» **Material for this exercise**:
//! # Page Management
//!
//! Pages are allocated lazily, one at a time, as content runs out of room.
//! Nothing is laid out on a tall canvas and sliced afterwards: every block
//! asks whether it fits on the page it is about to draw on and, when it does
//! not, requests the next page before drawing a single op.
//!
//! A page moves through two states. While `Open` it accepts content; when
//! the next page is allocated it is `Finalized`, which paints the footer.
//! Only one page is open at a time, and finalizing a page twice is an error.
//! Backgrounds are painted when a page is created, the letterhead when the
//! first content asks for it ([`PageManager::ensure_header`]).

pub mod columns;
pub mod compose;
pub mod page_break;
pub mod sections;

use crate::asset::BackgroundAsset;
use crate::config::EngineConfig;
use crate::error::{FolioError, Result};
use crate::image_loader::ImageTable;
use crate::model::{Letterhead, Metadata};
use crate::style::{Color, FontVariant, LineSpacing};
use crate::surface::{ImageId, Point, Surface};

/// Fixed page dimensions and the zones carved out of them.
#[derive(Debug, Clone, Copy, PartialEq)]
pub struct PageGeometry {
    pub width: f64,
    pub height: f64,
    pub margin: f64,
    pub header_reserved: f64,
    pub footer_reserved: f64,
}

impl PageGeometry {
    /// Baseline of the first body line on a page.
    pub fn body_top(&self) -> f64 {
        self.height - self.margin - self.header_reserved
    }

    /// Lowest baseline body text may use.
    pub fn body_bottom(&self) -> f64 {
        self.margin + self.footer_reserved
    }

    /// Vertical room an empty page body offers.
    pub fn body_height(&self) -> f64 {
        self.body_top() - self.body_bottom()
    }

    pub fn content_width(&self) -> f64 {
        self.width - 2.0 * self.margin
    }
}

#[derive(Debug, Clone, Copy, PartialEq)]
pub enum Background {
    /// Image scaled over the full page.
    Image(ImageId),
    Solid(Color),
}

#[derive(Debug, Clone, Copy, PartialEq, Eq)]
pub enum PageState {
    Open,
    Finalized,
}

#[derive(Debug, Clone)]
pub struct Page {
    pub index: usize,
    pub surface: Surface,
    pub cursor: Point,
    pub header_painted: bool,
    pub state: PageState,
}

/// Footer drawn centred at the bottom of each page.
#[derive(Debug, Clone)]
pub struct Footer {
    /// May contain `{{pageNumber}}` and `{{totalPages}}`, replaced when the
    /// document is serialized.
    pub template: String,
    pub font_size: f64,
    pub color: Color,
}

/// Everything one generation run produces before serialization.
#[derive(Debug, Clone)]
pub struct Document {
    pub geometry: PageGeometry,
    pub base_font_size: f64,
    pub line_spacing: LineSpacing,
    pub background: Background,
    pub footer: Option<Footer>,
    pub letterhead: Option<Letterhead>,
    pub metadata: Metadata,
    pub images: ImageTable,
    pub pages: Vec<Page>,
}

/// Gap between the letterhead block and the rule beneath it.
const LETTERHEAD_RULE_GAP: f64 = 6.0;

impl Document {
    /// Build an empty document from config, decoration and the resolved
    /// background.
    ///
    /// When a letterhead is present and no header zone was configured, the
    /// zone is sized to hold the letterhead lines plus one body line of
    /// clearance below its rule.
    pub fn new(
        config: &EngineConfig,
        line_spacing: LineSpacing,
        background: BackgroundAsset,
        footer: Option<&str>,
        letterhead: Option<Letterhead>,
        metadata: Metadata,
    ) -> Self {
        let (width, height) = config.page_size.dimensions();
        let letterhead = letterhead.filter(|l| l.lines.iter().any(|s| !s.trim().is_empty()));

        let mut header_reserved = config.header_reserved;
        if header_reserved <= 0.0 {
            if let Some(lh) = &letterhead {
                header_reserved = letterhead_block_height(lh)
                    + LETTERHEAD_RULE_GAP
                    + line_spacing.line_height(config.base_font_size);
            }
        }

        let mut images = ImageTable::new();
        let background = match background {
            BackgroundAsset::Image { key, image } => Background::Image(images.insert(&key, image)),
            BackgroundAsset::Solid(color) => Background::Solid(color),
        };

        Self {
            geometry: PageGeometry {
                width,
                height,
                margin: config.margin,
                header_reserved,
                footer_reserved: config.footer_reserved,
            },
            base_font_size: config.base_font_size,
            line_spacing,
            background,
            footer: footer
                .filter(|f| !f.trim().is_empty())
                .map(|template| Footer {
                    template: template.to_string(),
                    font_size: config.footer_font_size,
                    color: Color::MID_GRAY,
                }),
            letterhead,
            metadata,
            images,
            pages: Vec::new(),
        }
    }

    pub fn page_count(&self) -> usize {
        self.pages.len()
    }
}

fn letterhead_sizes(letterhead: &Letterhead) -> impl Iterator<Item = f64> + '_ {
    letterhead.lines.iter().enumerate().map(|(i, _)| {
        if i == 0 {
            letterhead.font_size
        } else {
            (letterhead.font_size * 0.7).max(6.0)
        }
    })
}

fn letterhead_block_height(letterhead: &Letterhead) -> f64 {
    letterhead_sizes(letterhead).map(|s| s * 1.2).sum()
}

/// Owns the document while it is laid out and enforces the page lifecycle.
pub struct PageManager {
    doc: Document,
}

impl PageManager {
    pub fn new(doc: Document) -> Self {
        Self { doc }
    }

    pub fn geometry(&self) -> &PageGeometry {
        &self.doc.geometry
    }

    pub fn document(&self) -> &Document {
        &self.doc
    }

    pub fn page_count(&self) -> usize {
        self.doc.pages.len()
    }

    /// Index of the open page, if any.
    pub fn current_index(&self) -> Option<usize> {
        self.doc
            .pages
            .iter()
            .rposition(|p| p.state == PageState::Open)
    }

    pub fn page(&self, index: usize) -> Option<&Page> {
        self.doc.pages.get(index)
    }

    /// Surface of an existing page.
    pub fn surface_mut(&mut self, index: usize) -> Result<&mut Surface> {
        self.doc
            .pages
            .get_mut(index)
            .map(|p| &mut p.surface)
            .ok_or_else(|| FolioError::RenderError(format!("page {} does not exist", index)))
    }

    /// Finalize the open page, append a fresh one and paint its background.
    /// Returns the new page's index.
    pub fn new_page(&mut self) -> Result<usize> {
        if let Some(open) = self.current_index() {
            self.finalize_page(open)?;
        }

        let geometry = self.doc.geometry;
        let index = self.doc.pages.len();
        let mut surface = Surface::new(geometry.width, geometry.height);
        match self.doc.background {
            Background::Image(id) => {
                surface.draw_image(id, 0.0, 0.0, geometry.width, geometry.height)
            }
            Background::Solid(color) => surface.draw_rect(
                0.0,
                0.0,
                geometry.width,
                geometry.height,
                Some(color),
                None,
            ),
        }

        self.doc.pages.push(Page {
            index,
            surface,
            cursor: Point::new(geometry.margin, geometry.body_top()),
            header_painted: false,
            state: PageState::Open,
        });
        log::debug!("allocated page {}", index + 1);
        Ok(index)
    }

    /// Paint the footer and close the page.
    pub fn finalize_page(&mut self, index: usize) -> Result<()> {
        let geometry = self.doc.geometry;
        let footer = self.doc.footer.clone();
        let page = self
            .doc
            .pages
            .get_mut(index)
            .ok_or_else(|| FolioError::RenderError(format!("page {} does not exist", index)))?;
        if page.state == PageState::Finalized {
            return Err(FolioError::PageFinalized { index });
        }
        if let Some(footer) = footer {
            paint_footer(&mut page.surface, &geometry, &footer);
        }
        page.state = PageState::Finalized;
        Ok(())
    }

    /// The page following `index`, allocating it when it does not exist yet.
    /// The returned page has its letterhead painted.
    pub fn page_after(&mut self, index: usize) -> Result<usize> {
        let next = if index + 1 < self.doc.pages.len() {
            index + 1
        } else {
            self.new_page()?
        };
        self.ensure_header(next)?;
        Ok(next)
    }

    /// Paint the letterhead on a page unless it already carries it.
    pub fn ensure_header(&mut self, index: usize) -> Result<()> {
        let geometry = self.doc.geometry;
        let letterhead = self.doc.letterhead.clone();
        let page = self
            .doc
            .pages
            .get_mut(index)
            .ok_or_else(|| FolioError::RenderError(format!("page {} does not exist", index)))?;
        if page.header_painted {
            return Ok(());
        }
        if let Some(letterhead) = letterhead {
            paint_letterhead(&mut page.surface, &geometry, &letterhead);
        }
        page.header_painted = true;
        Ok(())
    }

    /// Record where content on a page stopped.
    pub fn set_cursor(&mut self, index: usize, cursor: Point) {
        if let Some(page) = self.doc.pages.get_mut(index) {
            page.cursor = cursor;
        }
    }

    /// Hand the document over for serialization. The last page stays open;
    /// the writer finalizes it.
    pub fn finish(self) -> Document {
        self.doc
    }
}

fn footer_baseline(geometry: &PageGeometry, font_size: f64) -> f64 {
    if geometry.footer_reserved >= font_size {
        geometry.margin + (geometry.footer_reserved - font_size) / 2.0
    } else {
        geometry.margin / 2.0
    }
}

fn paint_footer(surface: &mut Surface, geometry: &PageGeometry, footer: &Footer) {
    surface.draw_text_centered(
        &footer.template,
        geometry.width / 2.0,
        footer_baseline(geometry, footer.font_size),
        footer.font_size,
        FontVariant::Regular,
        footer.color,
    );
}

fn paint_letterhead(surface: &mut Surface, geometry: &PageGeometry, letterhead: &Letterhead) {
    let center = geometry.width / 2.0;
    let mut y = geometry.height - geometry.margin;
    for (i, (line, size)) in letterhead
        .lines
        .iter()
        .zip(letterhead_sizes(letterhead))
        .enumerate()
    {
        y -= size * 1.2;
        let (font, color) = if i == 0 {
            (FontVariant::Bold, Color::BLACK)
        } else {
            (FontVariant::Regular, Color::DARK_GRAY)
        };
        surface.draw_text_centered(line, center, y, size, font, color);
    }
    let rule_y = y - LETTERHEAD_RULE_GAP;
    surface.draw_line(
        Point::new(geometry.margin, rule_y),
        Point::new(geometry.width - geometry.margin, rule_y),
        0.75,
        Color::DARK_GRAY,
    );
}

#[cfg(test)]
mod tests {
    use super::*;
    use crate::surface::{DrawOp, TextAnchor};

    fn document(footer: Option<&str>, letterhead: Option<Letterhead>) -> Document {
        Document::new(
            &EngineConfig::default(),
            LineSpacing::Single,
            BackgroundAsset::Solid(Color::WHITE),
            footer,
            letterhead,
            Metadata::default(),
        )
    }

    #[test]
    fn geometry_zones() {
        let doc = document(None, None);
        let g = doc.geometry;
        assert!((g.body_top() - (841.89 - 50.0)).abs() < 1e-9);
        assert_eq!(g.body_bottom(), 74.0);
        assert!((g.content_width() - 495.28).abs() < 1e-9);
    }

    #[test]
    fn new_page_paints_background_and_resets_cursor() {
        let mut pm = PageManager::new(document(None, None));
        let idx = pm.new_page().unwrap();
        let page = pm.page(idx).unwrap();
        assert_eq!(page.state, PageState::Open);
        assert_eq!(page.cursor.y, pm.geometry().body_top());
        assert!(matches!(
            page.surface.ops()[0],
            DrawOp::Rect { fill: Some(c), .. } if c == Color::WHITE
        ));
    }

    #[test]
    fn only_one_page_is_open() {
        let mut pm = PageManager::new(document(Some("Page {{pageNumber}}"), None));
        pm.new_page().unwrap();
        pm.new_page().unwrap();
        pm.new_page().unwrap();
        let open: Vec<_> = pm
            .document()
            .pages
            .iter()
            .filter(|p| p.state == PageState::Open)
            .map(|p| p.index)
            .collect();
        assert_eq!(open, vec![2]);
    }

    #[test]
    fn finalize_paints_centered_footer_once() {
        let mut pm = PageManager::new(document(Some("Page {{pageNumber}} of {{totalPages}}"), None));
        pm.new_page().unwrap();
        pm.finalize_page(0).unwrap();
        let footer_ops: Vec<_> = pm
            .page(0)
            .unwrap()
            .surface
            .ops()
            .iter()
            .filter(|op| matches!(op, DrawOp::Text { anchor: TextAnchor::Center, .. }))
            .collect();
        assert_eq!(footer_ops.len(), 1);
        let err = pm.finalize_page(0).unwrap_err();
        assert!(matches!(err, FolioError::PageFinalized { index: 0 }));
    }

    #[test]
    fn letterhead_reserves_header_zone_and_paints_once() {
        let letterhead = Letterhead {
            lines: vec!["Greenfield School".into(), "12 Canal Road, Lahore".into()],
            font_size: 14.0,
        };
        let mut pm = PageManager::new(document(None, Some(letterhead)));
        assert!(pm.geometry().header_reserved > 0.0);
        pm.new_page().unwrap();
        pm.ensure_header(0).unwrap();
        pm.ensure_header(0).unwrap();
        let texts: Vec<_> = pm.page(0).unwrap().surface.texts().map(|t| t.0).collect();
        assert_eq!(texts, vec!["Greenfield School", "12 Canal Road, Lahore"]);
    }

    #[test]
    fn page_after_reuses_existing_pages() {
        let mut pm = PageManager::new(document(None, None));
        pm.new_page().unwrap();
        pm.new_page().unwrap();
        assert_eq!(pm.page_after(0).unwrap(), 1);
        assert_eq!(pm.page_count(), 2);
        assert_eq!(pm.page_after(1).unwrap(), 2);
        assert_eq!(pm.page_count(), 3);
    }
}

» **What you should do**: Only the lines from the top of the data through the line that contains "and, when it does" should be quoted, exactly as they stand.

» **Exercise response**:
//! # Page Management
//!
//! Pages are allocated lazily, one at a time, as content runs out of room.
//! Nothing is laid out on a tall canvas and sliced afterwards: every block
//! asks whether it fits on the page it is about to draw on and, when it does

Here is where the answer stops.